[WHAT TO DO] After repeating the line containing "use std::fs::File;", stop; until then, repeat each line of the listing below exactly, starting with the first.

[DATASET EXTRACT]
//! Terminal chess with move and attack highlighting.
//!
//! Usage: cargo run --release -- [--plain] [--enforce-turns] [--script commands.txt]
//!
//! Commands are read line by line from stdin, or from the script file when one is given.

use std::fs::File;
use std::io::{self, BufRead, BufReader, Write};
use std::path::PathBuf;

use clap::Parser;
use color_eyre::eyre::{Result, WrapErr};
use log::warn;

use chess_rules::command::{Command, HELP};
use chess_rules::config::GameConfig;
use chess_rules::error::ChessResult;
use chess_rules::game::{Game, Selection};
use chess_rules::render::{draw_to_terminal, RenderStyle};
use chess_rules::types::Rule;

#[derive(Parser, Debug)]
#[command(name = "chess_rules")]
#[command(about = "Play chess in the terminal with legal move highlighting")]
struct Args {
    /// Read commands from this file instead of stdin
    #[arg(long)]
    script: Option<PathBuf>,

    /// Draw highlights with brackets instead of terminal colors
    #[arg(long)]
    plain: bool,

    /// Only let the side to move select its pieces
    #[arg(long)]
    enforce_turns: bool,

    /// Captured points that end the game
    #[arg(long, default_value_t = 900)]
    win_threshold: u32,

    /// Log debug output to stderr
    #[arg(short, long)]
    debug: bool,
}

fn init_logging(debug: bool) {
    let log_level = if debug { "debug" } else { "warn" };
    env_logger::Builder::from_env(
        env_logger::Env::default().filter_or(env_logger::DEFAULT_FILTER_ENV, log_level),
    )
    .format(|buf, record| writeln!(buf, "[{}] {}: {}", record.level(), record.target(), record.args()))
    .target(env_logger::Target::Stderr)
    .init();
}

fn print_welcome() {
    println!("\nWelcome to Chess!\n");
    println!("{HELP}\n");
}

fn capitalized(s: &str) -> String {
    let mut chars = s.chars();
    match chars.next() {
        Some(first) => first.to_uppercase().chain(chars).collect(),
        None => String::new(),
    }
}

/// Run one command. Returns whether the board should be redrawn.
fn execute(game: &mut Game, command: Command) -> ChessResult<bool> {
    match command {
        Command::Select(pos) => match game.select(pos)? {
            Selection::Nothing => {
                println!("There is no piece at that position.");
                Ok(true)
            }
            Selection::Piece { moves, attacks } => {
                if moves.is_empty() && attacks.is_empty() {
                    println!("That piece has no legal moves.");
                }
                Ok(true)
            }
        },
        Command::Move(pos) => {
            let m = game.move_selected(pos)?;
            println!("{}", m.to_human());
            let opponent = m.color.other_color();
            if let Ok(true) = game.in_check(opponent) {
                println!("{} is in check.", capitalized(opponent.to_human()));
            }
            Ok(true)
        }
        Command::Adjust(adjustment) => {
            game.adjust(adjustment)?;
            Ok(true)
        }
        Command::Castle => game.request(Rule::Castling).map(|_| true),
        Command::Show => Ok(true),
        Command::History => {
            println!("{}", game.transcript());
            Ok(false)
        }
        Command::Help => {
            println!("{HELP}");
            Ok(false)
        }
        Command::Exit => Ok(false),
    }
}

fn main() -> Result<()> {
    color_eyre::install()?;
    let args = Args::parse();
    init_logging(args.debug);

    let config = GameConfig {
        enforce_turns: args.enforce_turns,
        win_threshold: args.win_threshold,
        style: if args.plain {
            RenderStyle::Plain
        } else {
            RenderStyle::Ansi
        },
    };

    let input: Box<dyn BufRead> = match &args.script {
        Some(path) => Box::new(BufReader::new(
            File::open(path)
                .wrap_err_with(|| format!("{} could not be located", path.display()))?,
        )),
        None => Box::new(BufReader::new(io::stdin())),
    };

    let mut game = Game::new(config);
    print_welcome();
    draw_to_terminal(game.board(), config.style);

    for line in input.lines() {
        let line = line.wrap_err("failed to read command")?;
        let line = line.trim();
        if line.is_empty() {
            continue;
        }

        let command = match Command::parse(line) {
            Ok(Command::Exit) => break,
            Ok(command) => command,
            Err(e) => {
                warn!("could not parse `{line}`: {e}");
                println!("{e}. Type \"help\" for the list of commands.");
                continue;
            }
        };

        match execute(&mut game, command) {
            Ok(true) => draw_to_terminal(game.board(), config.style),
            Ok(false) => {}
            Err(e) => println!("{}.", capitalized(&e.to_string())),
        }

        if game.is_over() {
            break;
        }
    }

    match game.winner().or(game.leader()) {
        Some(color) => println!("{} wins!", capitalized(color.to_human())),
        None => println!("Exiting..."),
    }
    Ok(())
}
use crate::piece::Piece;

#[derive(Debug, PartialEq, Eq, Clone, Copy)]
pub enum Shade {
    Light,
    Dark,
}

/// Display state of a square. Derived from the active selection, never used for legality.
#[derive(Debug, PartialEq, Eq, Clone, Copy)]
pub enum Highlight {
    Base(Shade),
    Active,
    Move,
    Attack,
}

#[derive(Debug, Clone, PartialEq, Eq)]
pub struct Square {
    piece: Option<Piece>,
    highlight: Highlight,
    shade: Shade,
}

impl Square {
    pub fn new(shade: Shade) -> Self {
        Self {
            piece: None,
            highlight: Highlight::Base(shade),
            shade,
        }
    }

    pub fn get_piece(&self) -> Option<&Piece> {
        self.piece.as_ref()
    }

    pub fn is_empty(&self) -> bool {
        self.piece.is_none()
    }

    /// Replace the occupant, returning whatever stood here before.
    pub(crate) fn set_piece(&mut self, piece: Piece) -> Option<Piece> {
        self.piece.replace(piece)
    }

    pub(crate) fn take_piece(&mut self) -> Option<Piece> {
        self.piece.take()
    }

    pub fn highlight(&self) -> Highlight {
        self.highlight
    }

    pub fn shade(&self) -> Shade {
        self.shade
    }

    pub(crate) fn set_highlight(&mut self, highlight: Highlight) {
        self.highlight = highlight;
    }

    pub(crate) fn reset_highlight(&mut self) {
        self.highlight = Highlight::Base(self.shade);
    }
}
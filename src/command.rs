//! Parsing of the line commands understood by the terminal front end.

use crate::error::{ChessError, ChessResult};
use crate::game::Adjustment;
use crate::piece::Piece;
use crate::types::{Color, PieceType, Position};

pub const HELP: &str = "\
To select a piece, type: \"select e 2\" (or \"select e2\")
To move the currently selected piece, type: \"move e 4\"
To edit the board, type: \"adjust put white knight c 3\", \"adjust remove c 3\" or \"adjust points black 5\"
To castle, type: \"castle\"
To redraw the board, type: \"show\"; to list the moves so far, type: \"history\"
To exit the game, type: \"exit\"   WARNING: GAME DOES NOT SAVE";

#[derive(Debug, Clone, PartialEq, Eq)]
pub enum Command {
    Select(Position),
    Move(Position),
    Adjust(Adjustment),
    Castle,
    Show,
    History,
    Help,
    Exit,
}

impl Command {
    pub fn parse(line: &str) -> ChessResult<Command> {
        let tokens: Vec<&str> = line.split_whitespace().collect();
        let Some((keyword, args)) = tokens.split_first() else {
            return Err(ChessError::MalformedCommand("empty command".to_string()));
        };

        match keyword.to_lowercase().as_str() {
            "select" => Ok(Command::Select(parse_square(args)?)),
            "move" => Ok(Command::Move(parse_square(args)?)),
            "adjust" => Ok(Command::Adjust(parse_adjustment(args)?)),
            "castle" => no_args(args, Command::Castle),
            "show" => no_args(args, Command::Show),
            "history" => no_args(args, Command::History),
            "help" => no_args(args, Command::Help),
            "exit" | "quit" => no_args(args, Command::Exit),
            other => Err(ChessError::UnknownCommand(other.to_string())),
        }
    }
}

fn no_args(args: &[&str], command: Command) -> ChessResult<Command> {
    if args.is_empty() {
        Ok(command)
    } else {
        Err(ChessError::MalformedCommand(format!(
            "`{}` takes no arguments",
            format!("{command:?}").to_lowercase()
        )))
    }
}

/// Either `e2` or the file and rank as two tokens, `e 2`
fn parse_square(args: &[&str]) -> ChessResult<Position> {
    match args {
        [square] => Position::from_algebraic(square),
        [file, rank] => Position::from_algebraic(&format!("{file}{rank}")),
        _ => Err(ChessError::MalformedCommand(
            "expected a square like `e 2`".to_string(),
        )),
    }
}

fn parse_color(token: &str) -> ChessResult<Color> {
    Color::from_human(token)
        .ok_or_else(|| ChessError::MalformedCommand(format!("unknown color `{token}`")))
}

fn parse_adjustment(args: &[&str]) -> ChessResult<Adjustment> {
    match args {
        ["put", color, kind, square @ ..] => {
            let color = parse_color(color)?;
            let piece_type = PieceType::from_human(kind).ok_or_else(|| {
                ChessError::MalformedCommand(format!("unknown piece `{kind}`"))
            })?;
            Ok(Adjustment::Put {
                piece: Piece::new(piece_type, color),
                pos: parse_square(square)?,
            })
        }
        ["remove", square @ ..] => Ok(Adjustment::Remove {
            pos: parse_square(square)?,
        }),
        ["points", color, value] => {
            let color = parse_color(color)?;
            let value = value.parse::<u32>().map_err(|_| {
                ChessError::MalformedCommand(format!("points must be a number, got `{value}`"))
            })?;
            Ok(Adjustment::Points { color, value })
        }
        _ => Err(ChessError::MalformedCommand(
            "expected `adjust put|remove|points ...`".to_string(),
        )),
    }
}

[YOUR RESPONSE]
//! Terminal chess with move and attack highlighting.
//!
//! Usage: cargo run --release -- [--plain] [--enforce-turns] [--script commands.txt]
//!
//! Commands are read line by line from stdin, or from the script file when one is given.

use std::fs::File;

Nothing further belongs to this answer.